■ Your goal
The entries below contain a line with "Ok((stream, addr)) =>" and a line with "let broadcast_rx = hub.register_client(client_id);". Quote exactly those two lines and all lines between them.
===== Supplied records
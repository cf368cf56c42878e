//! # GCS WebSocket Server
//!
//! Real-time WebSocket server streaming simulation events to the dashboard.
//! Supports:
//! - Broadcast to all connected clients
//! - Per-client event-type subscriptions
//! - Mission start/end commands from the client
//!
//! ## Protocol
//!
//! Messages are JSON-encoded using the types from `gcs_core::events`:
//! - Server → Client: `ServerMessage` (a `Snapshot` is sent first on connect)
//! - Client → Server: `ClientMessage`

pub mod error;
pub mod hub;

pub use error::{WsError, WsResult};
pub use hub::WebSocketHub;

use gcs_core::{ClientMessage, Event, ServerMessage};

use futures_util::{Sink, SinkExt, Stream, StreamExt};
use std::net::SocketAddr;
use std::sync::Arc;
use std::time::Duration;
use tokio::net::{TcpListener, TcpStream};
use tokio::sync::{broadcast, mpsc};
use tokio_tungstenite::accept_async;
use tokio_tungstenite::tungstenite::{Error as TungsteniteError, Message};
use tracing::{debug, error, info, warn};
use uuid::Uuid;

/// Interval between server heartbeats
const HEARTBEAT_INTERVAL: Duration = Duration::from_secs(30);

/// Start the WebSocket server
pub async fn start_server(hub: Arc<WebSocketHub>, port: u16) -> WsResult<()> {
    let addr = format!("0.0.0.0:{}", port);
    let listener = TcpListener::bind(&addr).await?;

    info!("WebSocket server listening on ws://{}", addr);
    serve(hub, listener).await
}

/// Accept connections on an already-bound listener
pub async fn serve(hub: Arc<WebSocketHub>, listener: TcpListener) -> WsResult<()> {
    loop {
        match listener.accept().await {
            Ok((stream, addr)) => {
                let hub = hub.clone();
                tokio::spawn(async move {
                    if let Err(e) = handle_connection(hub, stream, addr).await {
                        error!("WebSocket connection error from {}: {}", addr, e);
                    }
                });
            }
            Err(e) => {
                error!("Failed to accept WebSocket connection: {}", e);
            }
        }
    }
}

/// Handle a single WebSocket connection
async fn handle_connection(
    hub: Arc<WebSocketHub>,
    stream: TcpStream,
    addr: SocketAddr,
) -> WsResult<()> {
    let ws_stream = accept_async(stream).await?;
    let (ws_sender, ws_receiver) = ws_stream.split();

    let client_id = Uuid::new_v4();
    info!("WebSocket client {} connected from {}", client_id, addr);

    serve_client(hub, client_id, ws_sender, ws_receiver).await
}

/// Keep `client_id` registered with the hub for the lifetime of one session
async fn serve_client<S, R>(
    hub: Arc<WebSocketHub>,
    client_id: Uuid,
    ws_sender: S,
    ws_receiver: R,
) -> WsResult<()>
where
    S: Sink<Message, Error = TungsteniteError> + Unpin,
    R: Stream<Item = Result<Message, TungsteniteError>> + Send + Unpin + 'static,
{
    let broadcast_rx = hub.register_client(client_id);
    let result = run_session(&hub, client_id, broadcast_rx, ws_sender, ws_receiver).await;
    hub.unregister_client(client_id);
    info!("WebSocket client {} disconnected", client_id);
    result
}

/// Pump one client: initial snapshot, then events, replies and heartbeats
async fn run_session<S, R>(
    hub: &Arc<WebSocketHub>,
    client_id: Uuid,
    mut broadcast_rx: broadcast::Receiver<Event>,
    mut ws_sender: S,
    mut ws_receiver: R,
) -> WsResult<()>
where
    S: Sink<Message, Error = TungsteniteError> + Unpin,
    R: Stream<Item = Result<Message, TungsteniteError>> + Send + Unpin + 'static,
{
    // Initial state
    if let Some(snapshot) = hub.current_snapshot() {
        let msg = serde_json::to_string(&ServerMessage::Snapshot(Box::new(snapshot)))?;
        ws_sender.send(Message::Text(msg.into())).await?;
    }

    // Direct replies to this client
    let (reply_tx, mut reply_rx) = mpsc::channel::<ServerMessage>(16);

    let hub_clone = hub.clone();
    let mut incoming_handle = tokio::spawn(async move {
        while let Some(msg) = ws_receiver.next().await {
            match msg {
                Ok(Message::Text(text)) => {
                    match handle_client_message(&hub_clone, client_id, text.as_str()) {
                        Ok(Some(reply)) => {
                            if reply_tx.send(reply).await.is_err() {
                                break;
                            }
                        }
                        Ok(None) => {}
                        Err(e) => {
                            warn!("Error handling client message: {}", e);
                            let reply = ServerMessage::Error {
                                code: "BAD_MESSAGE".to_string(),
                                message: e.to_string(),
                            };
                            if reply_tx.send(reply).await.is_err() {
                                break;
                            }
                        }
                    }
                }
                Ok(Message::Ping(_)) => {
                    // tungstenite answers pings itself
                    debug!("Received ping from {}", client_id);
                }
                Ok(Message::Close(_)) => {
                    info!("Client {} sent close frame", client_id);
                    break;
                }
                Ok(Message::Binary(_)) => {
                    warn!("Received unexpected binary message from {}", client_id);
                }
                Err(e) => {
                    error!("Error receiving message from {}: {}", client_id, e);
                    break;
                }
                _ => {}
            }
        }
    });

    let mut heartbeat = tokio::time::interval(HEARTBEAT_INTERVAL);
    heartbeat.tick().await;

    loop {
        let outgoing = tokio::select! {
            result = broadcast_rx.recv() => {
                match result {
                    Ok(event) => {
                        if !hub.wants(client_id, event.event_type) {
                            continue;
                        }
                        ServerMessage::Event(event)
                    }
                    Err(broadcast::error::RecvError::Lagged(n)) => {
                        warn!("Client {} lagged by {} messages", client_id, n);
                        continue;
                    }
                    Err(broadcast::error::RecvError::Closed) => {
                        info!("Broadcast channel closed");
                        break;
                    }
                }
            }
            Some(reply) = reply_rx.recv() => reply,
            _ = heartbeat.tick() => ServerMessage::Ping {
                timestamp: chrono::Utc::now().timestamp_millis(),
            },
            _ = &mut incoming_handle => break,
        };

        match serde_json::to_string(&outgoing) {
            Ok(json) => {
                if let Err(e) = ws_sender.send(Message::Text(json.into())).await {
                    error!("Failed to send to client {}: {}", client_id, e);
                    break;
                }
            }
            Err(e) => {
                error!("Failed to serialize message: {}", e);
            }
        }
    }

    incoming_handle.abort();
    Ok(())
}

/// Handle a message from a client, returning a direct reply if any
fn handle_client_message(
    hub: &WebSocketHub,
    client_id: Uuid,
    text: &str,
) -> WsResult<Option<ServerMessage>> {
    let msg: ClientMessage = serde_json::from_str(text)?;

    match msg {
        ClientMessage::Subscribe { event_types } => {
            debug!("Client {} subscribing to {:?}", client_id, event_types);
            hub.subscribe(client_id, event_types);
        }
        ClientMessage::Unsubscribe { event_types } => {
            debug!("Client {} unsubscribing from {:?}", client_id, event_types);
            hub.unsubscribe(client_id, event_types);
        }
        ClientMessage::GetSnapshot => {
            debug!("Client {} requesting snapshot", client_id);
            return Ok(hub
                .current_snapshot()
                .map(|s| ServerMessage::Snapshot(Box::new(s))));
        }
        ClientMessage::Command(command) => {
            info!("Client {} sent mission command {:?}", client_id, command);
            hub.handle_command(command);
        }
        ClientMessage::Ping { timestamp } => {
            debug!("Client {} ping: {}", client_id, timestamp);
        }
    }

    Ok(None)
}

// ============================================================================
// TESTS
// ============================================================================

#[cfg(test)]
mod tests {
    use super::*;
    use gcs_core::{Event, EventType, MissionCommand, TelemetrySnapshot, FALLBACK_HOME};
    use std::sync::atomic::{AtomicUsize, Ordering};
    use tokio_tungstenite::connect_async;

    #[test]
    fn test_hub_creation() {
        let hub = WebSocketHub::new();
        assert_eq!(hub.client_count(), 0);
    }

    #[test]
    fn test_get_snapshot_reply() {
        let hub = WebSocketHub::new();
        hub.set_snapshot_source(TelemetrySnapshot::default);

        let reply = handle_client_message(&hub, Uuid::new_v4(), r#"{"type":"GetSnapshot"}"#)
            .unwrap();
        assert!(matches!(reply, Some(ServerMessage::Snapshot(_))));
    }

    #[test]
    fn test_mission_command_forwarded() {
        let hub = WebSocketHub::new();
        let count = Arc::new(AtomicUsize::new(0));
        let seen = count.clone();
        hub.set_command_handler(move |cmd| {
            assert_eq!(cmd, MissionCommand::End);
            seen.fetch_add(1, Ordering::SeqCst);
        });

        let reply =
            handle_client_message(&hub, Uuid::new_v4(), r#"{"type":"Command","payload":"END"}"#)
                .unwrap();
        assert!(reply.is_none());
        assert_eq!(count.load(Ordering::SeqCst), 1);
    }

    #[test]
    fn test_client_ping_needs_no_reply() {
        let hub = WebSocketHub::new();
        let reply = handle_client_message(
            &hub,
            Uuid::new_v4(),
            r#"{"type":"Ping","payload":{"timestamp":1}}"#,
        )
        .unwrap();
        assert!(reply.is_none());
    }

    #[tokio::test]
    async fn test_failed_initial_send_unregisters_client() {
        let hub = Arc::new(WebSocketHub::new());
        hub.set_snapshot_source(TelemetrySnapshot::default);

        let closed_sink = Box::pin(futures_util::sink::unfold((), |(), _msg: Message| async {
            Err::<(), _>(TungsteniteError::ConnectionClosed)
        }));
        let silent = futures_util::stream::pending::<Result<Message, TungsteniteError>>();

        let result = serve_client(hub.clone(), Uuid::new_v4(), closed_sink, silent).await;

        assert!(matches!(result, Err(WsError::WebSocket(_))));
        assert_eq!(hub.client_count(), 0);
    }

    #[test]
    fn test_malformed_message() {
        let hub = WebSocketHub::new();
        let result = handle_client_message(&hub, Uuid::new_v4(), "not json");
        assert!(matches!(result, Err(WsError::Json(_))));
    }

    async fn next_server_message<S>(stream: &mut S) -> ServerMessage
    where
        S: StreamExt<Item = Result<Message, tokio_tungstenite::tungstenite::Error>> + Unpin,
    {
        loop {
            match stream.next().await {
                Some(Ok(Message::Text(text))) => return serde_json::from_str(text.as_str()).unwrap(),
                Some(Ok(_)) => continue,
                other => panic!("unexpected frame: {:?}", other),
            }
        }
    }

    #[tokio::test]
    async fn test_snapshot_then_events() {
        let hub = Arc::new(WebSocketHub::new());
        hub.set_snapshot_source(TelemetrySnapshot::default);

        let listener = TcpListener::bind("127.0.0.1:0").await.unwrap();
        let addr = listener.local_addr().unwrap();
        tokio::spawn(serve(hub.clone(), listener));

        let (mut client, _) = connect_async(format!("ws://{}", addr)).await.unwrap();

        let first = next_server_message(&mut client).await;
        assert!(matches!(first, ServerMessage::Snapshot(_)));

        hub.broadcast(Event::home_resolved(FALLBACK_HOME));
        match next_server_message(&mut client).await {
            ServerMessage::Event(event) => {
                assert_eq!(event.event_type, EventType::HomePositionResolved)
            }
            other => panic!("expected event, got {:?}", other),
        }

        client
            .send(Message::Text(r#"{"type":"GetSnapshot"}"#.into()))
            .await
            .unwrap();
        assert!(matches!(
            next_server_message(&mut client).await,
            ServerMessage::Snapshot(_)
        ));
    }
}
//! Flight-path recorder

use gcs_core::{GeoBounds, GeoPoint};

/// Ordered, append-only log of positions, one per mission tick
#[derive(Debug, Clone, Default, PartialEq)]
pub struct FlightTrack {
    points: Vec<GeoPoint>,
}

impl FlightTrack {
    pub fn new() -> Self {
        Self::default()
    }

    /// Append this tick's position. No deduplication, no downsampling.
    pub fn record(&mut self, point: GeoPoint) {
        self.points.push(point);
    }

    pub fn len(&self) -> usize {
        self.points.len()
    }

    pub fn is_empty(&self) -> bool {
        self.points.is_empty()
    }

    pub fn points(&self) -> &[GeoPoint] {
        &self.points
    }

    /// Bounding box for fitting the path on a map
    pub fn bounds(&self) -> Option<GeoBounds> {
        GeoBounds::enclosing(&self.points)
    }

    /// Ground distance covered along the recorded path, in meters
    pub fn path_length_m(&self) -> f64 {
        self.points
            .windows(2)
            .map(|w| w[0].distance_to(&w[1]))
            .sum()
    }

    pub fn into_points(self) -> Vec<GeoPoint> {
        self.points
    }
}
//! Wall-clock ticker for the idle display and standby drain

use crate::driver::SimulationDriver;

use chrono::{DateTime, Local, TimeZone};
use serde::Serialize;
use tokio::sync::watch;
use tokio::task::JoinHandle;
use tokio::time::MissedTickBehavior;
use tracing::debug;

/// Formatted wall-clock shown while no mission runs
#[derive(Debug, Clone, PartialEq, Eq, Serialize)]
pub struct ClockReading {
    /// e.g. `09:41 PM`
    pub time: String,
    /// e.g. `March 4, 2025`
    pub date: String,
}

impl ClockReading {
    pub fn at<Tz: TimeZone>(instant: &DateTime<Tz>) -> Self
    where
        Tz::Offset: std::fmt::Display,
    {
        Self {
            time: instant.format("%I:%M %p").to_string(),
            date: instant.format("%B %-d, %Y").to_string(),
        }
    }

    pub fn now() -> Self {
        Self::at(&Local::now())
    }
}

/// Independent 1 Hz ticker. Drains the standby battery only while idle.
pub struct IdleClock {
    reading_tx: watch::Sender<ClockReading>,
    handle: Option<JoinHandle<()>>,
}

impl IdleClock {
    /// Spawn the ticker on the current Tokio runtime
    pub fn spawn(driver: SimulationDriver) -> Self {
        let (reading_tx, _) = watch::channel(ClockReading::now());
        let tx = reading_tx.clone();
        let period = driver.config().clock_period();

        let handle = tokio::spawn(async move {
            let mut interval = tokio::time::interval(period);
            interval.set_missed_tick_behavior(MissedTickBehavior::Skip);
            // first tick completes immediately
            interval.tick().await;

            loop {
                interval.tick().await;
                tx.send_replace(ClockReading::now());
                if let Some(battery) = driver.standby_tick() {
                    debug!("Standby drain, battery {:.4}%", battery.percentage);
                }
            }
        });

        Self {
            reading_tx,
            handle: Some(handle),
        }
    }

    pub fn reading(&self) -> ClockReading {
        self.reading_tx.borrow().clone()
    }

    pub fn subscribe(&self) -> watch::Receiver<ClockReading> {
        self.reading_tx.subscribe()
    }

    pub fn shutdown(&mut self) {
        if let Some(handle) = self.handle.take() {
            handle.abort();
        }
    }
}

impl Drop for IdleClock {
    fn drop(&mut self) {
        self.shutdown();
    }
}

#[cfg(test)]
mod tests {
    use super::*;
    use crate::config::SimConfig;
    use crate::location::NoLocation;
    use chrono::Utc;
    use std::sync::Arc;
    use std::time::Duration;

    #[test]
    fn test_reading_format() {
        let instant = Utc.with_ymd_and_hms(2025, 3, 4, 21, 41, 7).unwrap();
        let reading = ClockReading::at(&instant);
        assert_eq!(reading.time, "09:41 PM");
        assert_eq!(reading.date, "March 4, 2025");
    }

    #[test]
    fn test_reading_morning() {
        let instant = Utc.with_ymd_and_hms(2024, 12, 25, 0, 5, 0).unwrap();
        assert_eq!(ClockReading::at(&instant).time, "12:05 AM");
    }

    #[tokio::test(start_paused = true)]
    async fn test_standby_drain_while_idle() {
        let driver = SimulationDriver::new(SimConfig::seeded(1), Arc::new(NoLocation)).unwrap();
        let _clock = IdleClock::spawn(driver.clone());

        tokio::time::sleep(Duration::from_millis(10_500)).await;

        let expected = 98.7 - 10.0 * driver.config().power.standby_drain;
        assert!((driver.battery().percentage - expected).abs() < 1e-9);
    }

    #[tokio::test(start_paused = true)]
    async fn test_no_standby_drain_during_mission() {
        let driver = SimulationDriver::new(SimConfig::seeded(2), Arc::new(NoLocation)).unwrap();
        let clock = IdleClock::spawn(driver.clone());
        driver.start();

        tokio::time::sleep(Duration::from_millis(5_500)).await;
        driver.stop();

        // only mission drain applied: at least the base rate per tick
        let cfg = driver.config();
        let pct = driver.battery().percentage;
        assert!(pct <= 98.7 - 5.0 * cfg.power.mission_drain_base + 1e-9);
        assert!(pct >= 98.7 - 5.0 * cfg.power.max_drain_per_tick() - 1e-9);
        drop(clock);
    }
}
==========
■ Your response
            Ok((stream, addr)) => {
                let hub = hub.clone();
                tokio::spawn(async move {
                    if let Err(e) = handle_connection(hub, stream, addr).await {
                        error!("WebSocket connection error from {}: {}", addr, e);
                    }
                });
            }
            Err(e) => {
                error!("Failed to accept WebSocket connection: {}", e);
            }
        }
    }
}

/// Handle a single WebSocket connection
async fn handle_connection(
    hub: Arc<WebSocketHub>,
    stream: TcpStream,
    addr: SocketAddr,
) -> WsResult<()> {
    let ws_stream = accept_async(stream).await?;
    let (ws_sender, ws_receiver) = ws_stream.split();

    let client_id = Uuid::new_v4();
    info!("WebSocket client {} connected from {}", client_id, addr);

    serve_client(hub, client_id, ws_sender, ws_receiver).await
}

/// Keep `client_id` registered with the hub for the lifetime of one session
async fn serve_client<S, R>(
    hub: Arc<WebSocketHub>,
    client_id: Uuid,
    ws_sender: S,
    ws_receiver: R,
) -> WsResult<()>
where
    S: Sink<Message, Error = TungsteniteError> + Unpin,
    R: Stream<Item = Result<Message, TungsteniteError>> + Send + Unpin + 'static,
{
    let broadcast_rx = hub.register_client(client_id);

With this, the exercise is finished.